» Problem statement
Reproduce each entry below exactly, without omitting any.

Dataset entries
_ _ _

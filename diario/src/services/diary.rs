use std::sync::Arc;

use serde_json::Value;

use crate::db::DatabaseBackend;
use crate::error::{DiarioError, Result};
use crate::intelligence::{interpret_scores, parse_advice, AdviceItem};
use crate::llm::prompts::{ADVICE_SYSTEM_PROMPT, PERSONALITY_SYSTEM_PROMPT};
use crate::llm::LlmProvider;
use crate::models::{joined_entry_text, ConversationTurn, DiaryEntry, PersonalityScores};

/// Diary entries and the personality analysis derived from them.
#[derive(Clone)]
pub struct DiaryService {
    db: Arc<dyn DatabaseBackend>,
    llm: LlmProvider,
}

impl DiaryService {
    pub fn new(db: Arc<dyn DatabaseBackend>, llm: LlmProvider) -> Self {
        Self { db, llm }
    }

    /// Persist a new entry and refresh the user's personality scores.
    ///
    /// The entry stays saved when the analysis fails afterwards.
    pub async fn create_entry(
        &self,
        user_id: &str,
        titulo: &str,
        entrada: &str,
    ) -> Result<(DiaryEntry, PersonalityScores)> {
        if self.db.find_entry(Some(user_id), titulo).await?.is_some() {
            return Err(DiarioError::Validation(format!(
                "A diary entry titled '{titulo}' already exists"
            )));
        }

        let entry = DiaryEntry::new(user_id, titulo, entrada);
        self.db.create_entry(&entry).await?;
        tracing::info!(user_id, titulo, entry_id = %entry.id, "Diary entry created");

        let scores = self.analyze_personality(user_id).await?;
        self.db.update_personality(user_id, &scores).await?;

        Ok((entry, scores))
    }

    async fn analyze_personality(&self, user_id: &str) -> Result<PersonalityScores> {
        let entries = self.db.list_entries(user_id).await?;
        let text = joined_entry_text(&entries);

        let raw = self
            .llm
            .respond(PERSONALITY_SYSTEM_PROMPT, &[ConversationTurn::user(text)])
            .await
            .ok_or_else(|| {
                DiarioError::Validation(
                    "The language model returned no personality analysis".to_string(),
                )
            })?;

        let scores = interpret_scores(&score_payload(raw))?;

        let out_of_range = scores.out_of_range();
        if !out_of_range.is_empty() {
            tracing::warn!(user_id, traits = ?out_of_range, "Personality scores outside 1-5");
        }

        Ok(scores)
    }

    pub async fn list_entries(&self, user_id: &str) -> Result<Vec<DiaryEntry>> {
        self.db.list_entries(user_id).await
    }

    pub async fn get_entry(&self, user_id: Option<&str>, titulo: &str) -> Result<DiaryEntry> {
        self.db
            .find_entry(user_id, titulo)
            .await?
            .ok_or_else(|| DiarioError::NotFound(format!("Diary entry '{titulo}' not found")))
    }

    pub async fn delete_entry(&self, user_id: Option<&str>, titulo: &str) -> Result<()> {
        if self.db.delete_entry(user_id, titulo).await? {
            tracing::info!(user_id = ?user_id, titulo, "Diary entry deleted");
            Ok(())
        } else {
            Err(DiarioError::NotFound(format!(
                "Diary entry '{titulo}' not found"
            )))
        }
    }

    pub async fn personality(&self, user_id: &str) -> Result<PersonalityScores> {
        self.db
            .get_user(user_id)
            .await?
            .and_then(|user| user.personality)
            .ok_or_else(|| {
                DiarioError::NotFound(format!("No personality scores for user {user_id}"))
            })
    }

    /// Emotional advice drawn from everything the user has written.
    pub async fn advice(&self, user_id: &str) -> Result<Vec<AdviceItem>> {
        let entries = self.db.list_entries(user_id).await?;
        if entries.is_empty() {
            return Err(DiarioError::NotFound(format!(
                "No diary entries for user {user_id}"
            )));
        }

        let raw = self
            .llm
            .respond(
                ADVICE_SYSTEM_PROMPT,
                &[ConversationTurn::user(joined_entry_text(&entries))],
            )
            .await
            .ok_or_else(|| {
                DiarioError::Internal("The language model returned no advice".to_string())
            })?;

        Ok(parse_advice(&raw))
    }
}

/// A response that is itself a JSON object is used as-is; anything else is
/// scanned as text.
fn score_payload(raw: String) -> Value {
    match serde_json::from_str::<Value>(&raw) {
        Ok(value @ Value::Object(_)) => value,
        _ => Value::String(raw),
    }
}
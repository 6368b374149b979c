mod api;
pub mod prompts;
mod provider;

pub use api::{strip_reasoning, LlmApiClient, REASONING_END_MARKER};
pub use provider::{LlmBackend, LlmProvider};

_ _ _

» Exercise answer
filename diario/src/services/diary.rs
use std::sync::Arc;

use serde_json::Value;

use crate::db::DatabaseBackend;
use crate::error::{DiarioError, Result};
use crate::intelligence::{interpret_scores, parse_advice, AdviceItem};
use crate::llm::prompts::{ADVICE_SYSTEM_PROMPT, PERSONALITY_SYSTEM_PROMPT};
use crate::llm::LlmProvider;
use crate::models::{joined_entry_text, ConversationTurn, DiaryEntry, PersonalityScores};

/// Diary entries and the personality analysis derived from them.
#[derive(Clone)]
pub struct DiaryService {
    db: Arc<dyn DatabaseBackend>,
    llm: LlmProvider,
}

impl DiaryService {
    pub fn new(db: Arc<dyn DatabaseBackend>, llm: LlmProvider) -> Self {
        Self { db, llm }
    }

    /// Persist a new entry and refresh the user's personality scores.
    ///
    /// The entry stays saved when the analysis fails afterwards.
    pub async fn create_entry(
        &self,
        user_id: &str,
        titulo: &str,
        entrada: &str,
    ) -> Result<(DiaryEntry, PersonalityScores)> {
        if self.db.find_entry(Some(user_id), titulo).await?.is_some() {
            return Err(DiarioError::Validation(format!(
                "A diary entry titled '{titulo}' already exists"
            )));
        }

        let entry = DiaryEntry::new(user_id, titulo, entrada);
        self.db.create_entry(&entry).await?;
        tracing::info!(user_id, titulo, entry_id = %entry.id, "Diary entry created");

        let scores = self.analyze_personality(user_id).await?;
        self.db.update_personality(user_id, &scores).await?;

        Ok((entry, scores))
    }

    async fn analyze_personality(&self, user_id: &str) -> Result<PersonalityScores> {
        let entries = self.db.list_entries(user_id).await?;
        let text = joined_entry_text(&entries);

        let raw = self
            .llm
            .respond(PERSONALITY_SYSTEM_PROMPT, &[ConversationTurn::user(text)])
            .await
            .ok_or_else(|| {
                DiarioError::Validation(
                    "The language model returned no personality analysis".to_string(),
                )
            })?;

        let scores = interpret_scores(&score_payload(raw))?;

        let out_of_range = scores.out_of_range();
        if !out_of_range.is_empty() {
            tracing::warn!(user_id, traits = ?out_of_range, "Personality scores outside 1-5");
        }

        Ok(scores)
    }

    pub async fn list_entries(&self, user_id: &str) -> Result<Vec<DiaryEntry>> {
        self.db.list_entries(user_id).await
    }

    pub async fn get_entry(&self, user_id: Option<&str>, titulo: &str) -> Result<DiaryEntry> {
        self.db
            .find_entry(user_id, titulo)
            .await?
            .ok_or_else(|| DiarioError::NotFound(format!("Diary entry '{titulo}' not found")))
    }

    pub async fn delete_entry(&self, user_id: Option<&str>, titulo: &str) -> Result<()> {
        if self.db.delete_entry(user_id, titulo).await? {
            tracing::info!(user_id = ?user_id, titulo, "Diary entry deleted");
            Ok(())
        } else {
            Err(DiarioError::NotFound(format!(
                "Diary entry '{titulo}' not found"
            )))
        }
    }

    pub async fn personality(&self, user_id: &str) -> Result<PersonalityScores> {
        self.db
            .get_user(user_id)
            .await?
            .and_then(|user| user.personality)
            .ok_or_else(|| {
                DiarioError::NotFound(format!("No personality scores for user {user_id}"))
            })
    }

    /// Emotional advice drawn from everything the user has written.
    pub async fn advice(&self, user_id: &str) -> Result<Vec<AdviceItem>> {
        let entries = self.db.list_entries(user_id).await?;
        if entries.is_empty() {
            return Err(DiarioError::NotFound(format!(
                "No diary entries for user {user_id}"
            )));
        }

        let raw = self
            .llm
            .respond(
                ADVICE_SYSTEM_PROMPT,
                &[ConversationTurn::user(joined_entry_text(&entries))],
            )
            .await
            .ok_or_else(|| {
                DiarioError::Internal("The language model returned no advice".to_string())
            })?;

        Ok(parse_advice(&raw))
    }
}

/// A response that is itself a JSON object is used as-is; anything else is
/// scanned as text.
fn score_payload(raw: String) -> Value {
    match serde_json::from_str::<Value>(&raw) {
        Ok(value @ Value::Object(_)) => value,
        _ => Value::String(raw),
    }
}
repository 6368b374149b979c
mod api;
pub mod prompts;
mod provider;

pub use api::{strip_reasoning, LlmApiClient, REASONING_END_MARKER};
pub use provider::{LlmBackend, LlmProvider};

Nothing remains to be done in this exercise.